「軋む」
キシム? ああ、体が軋む……軋む? 締め付けられるじゃなくて?
「どのへんが? 体全部? 胸が?」
何でそんなことを訊くんだと言いたげなのは気付いていたけど、質問の羅列にモモはまた少し考えて首をひねる。
「首? 鎖骨っていうか肩にかけて……このへん」
説明のしようがないのか、面倒くさがったのか。スッと伸びてきたモモの手が、ためらいもなくあたしの首に触れた。

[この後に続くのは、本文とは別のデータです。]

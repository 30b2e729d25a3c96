use crate::model::ProductRecord;
use std::collections::HashMap;

/// Running totals for one product name.
struct Group {
    record: ProductRecord,
    price_sum: f64,
    lines: usize,
}

/// Merge records that share a name and rank them by value.
///
/// Quantities and values are summed, the unit price becomes the mean of the
/// merged lines. Output is sorted by value, highest first; ties keep the
/// order in which each name first appeared. An empty input gives an empty
/// output.
pub fn aggregate(records: Vec<ProductRecord>) -> Vec<ProductRecord> {
    let mut index: HashMap<String, usize> = HashMap::new();
    let mut groups: Vec<Group> = Vec::new();

    for record in records {
        match index.get(&record.name) {
            Some(&i) => {
                let group = &mut groups[i];
                group.record.quantity += record.quantity;
                group.record.value += record.value;
                group.price_sum += record.unit_price;
                group.lines += 1;
            }
            None => {
                index.insert(record.name.clone(), groups.len());
                groups.push(Group {
                    price_sum: record.unit_price,
                    lines: 1,
                    record,
                });
            }
        }
    }

    let mut merged: Vec<ProductRecord> = groups
        .into_iter()
        .map(|g| {
            let mut record = g.record;
            record.unit_price = g.price_sum / g.lines as f64;
            record
        })
        .collect();

    merged.sort_by(|a, b| b.value.total_cmp(&a.value));
    merged
}
mod commands;
mod output;

use clap::{Parser, Subcommand};
use std::path::PathBuf;
use tracing::Level;
use tracing_subscriber::FmtSubscriber;

#[derive(Parser)]
#[command(
    name = "curva",
    version,
    about = "Extract product sales from Curva ABC retail reports"
)]
struct Cli {
    /// Increase log verbosity (-v info, -vv debug, -vvv trace)
    #[arg(short, long, global = true, action = clap::ArgAction::Count)]
    verbose: u8,

    #[command(subcommand)]
    command: Commands,
}

#[derive(Subcommand)]
enum Commands {
    /// Detect products and the sector in a report (PDF or extracted .txt)
    Parse {
        /// Path to PDF or text file
        input_file: PathBuf,

        /// Output format: table (default) or json
        #[arg(short, long, default_value = "table")]
        output: String,

        /// Filename used for the sector hint (defaults to the input's name)
        #[arg(long, value_name = "NAME")]
        filename: Option<String>,
    },
    /// Build sheet rows (name, sector, month, week, quantity, value)
    Export {
        /// Path to PDF or text file
        input_file: PathBuf,

        /// JSON config file with sector/month/week defaults
        #[arg(short, long, value_name = "FILE")]
        config: Option<PathBuf>,

        /// Sector label (overrides the guessed one)
        #[arg(long)]
        sector: Option<String>,

        /// Month as MM/YYYY (default: current month)
        #[arg(long)]
        month: Option<String>,

        /// Week label, e.g. "1ª semana de ago/2025"
        #[arg(long)]
        week: Option<String>,

        /// Product to include (repeatable; default: top products by value)
        #[arg(short, long = "select", value_name = "NAME")]
        select: Vec<String>,

        /// Number of top products to include when none are selected
        #[arg(long, value_name = "N")]
        top: Option<usize>,

        /// Write rows as JSON to this file (or into this directory)
        #[arg(short = 'O', long = "out", value_name = "PATH")]
        out: Option<PathBuf>,
    },
}

fn main() {
    let cli = Cli::parse();

    let level = match cli.verbose {
        0 => Level::WARN,
        1 => Level::INFO,
        2 => Level::DEBUG,
        _ => Level::TRACE,
    };
    let subscriber = FmtSubscriber::builder()
        .with_max_level(level)
        .with_target(false)
        .with_writer(std::io::stderr)
        .finish();
    if let Err(e) = tracing::subscriber::set_global_default(subscriber) {
        eprintln!("warning: could not install logger: {e}");
    }

    let result = match cli.command {
        Commands::Parse {
            input_file,
            output,
            filename,
        } => commands::parse::run(input_file, &output, filename),
        Commands::Export {
            input_file,
            config,
            sector,
            month,
            week,
            select,
            top,
            out,
        } => commands::export::run(commands::export::ExportArgs {
            input_file,
            config,
            sector,
            month,
            week,
            select,
            top,
            out,
        }),
    };

    if let Err(e) = result {
        eprintln!("Error: {e}");
        std::process::exit(1);
    }
}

予想以上に冷たかったモモの指に、自分でも気付くか気付かない程度に体が強張る。
「こっから、ここらへんまで」
モモの指があたしの首の横から肩にかけてのラインをなぞって、離れた。
だけど何の言葉も出なくて、モモを見つめて体も固まったままで、代わりに顔が赤くなる。
「……」
「……」
う、うわぁ……どうしよう。どうしようもないほど手遅れだけど……。
触られた。モモに肌なぞられた。顔めっちゃ熱い。
何この空気!
「そ、そっか!」
ああ……モモが頷くだけになっちゃった。いきなり赤くなってごめんなさい。モモまで恥ずかしそうだもの。目まで合わなくなったもの。
空気がこそばゆい!! 誰のせいってあたしのせいだけど!
「……帰る?」
小さく頷くとモモは立ち上がって、あたしは持っていた折り紙を手帳に挟んでカバンの中へしまった。